Look below. Copy each line that has "crate" in it.

- Opening Delimiter -

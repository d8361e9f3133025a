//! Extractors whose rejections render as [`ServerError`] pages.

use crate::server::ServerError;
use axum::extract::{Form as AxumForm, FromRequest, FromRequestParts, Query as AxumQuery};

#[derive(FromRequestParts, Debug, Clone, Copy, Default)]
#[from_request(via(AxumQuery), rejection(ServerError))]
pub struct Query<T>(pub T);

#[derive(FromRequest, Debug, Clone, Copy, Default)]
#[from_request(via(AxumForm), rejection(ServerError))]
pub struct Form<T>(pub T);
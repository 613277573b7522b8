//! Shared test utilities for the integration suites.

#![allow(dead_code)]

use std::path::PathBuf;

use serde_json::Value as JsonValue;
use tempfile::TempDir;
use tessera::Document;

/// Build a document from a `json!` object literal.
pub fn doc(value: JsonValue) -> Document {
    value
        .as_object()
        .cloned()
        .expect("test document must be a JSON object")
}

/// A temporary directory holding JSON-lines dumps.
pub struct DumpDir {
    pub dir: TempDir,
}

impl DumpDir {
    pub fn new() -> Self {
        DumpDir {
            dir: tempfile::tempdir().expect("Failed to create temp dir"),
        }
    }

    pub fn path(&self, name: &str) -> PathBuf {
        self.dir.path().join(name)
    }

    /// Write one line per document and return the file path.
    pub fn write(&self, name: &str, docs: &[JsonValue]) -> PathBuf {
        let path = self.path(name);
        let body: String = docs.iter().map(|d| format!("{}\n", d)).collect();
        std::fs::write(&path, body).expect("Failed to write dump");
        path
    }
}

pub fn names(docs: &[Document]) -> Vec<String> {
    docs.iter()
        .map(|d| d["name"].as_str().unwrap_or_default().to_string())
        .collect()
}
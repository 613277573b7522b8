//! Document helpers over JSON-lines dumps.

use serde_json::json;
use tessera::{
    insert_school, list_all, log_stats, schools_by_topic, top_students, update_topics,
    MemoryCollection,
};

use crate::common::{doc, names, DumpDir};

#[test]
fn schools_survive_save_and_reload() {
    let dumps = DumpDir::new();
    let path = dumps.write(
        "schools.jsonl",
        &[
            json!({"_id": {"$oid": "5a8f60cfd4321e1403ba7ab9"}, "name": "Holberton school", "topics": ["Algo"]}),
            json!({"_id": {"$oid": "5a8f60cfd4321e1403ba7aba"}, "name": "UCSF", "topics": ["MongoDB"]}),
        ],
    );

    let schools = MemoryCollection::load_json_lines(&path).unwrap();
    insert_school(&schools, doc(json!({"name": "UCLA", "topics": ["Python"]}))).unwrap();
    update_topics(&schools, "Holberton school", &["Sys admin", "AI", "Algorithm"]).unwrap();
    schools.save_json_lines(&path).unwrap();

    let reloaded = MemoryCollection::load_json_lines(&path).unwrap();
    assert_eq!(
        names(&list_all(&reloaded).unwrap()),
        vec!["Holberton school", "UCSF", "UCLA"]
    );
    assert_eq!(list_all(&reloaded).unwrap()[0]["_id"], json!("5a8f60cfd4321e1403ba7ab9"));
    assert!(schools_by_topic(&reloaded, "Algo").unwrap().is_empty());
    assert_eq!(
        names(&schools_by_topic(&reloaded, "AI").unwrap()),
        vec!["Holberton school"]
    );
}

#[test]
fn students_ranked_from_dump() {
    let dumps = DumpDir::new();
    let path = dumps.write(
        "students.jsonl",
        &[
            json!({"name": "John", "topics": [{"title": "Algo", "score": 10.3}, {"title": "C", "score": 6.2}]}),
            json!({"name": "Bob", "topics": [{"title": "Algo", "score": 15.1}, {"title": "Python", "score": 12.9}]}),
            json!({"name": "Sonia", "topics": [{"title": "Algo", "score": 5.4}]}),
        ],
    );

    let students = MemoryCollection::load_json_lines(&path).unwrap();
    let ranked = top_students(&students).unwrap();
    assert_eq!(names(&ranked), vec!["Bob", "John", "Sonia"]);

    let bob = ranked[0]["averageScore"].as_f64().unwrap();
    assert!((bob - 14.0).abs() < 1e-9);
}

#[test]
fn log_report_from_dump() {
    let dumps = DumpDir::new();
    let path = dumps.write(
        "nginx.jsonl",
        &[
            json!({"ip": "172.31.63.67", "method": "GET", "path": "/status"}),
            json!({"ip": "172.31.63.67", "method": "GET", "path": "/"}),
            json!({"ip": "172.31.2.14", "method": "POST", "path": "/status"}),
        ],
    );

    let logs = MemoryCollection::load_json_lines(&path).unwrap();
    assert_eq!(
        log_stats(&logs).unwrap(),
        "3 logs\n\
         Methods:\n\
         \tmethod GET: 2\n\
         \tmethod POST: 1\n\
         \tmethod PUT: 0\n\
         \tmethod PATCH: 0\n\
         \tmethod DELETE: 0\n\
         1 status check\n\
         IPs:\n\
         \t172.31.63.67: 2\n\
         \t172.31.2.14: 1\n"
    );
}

- Closing Delimiter -

_Finished task_
use crate::server::ServerError;
use crate::common::{doc, names, DumpDir};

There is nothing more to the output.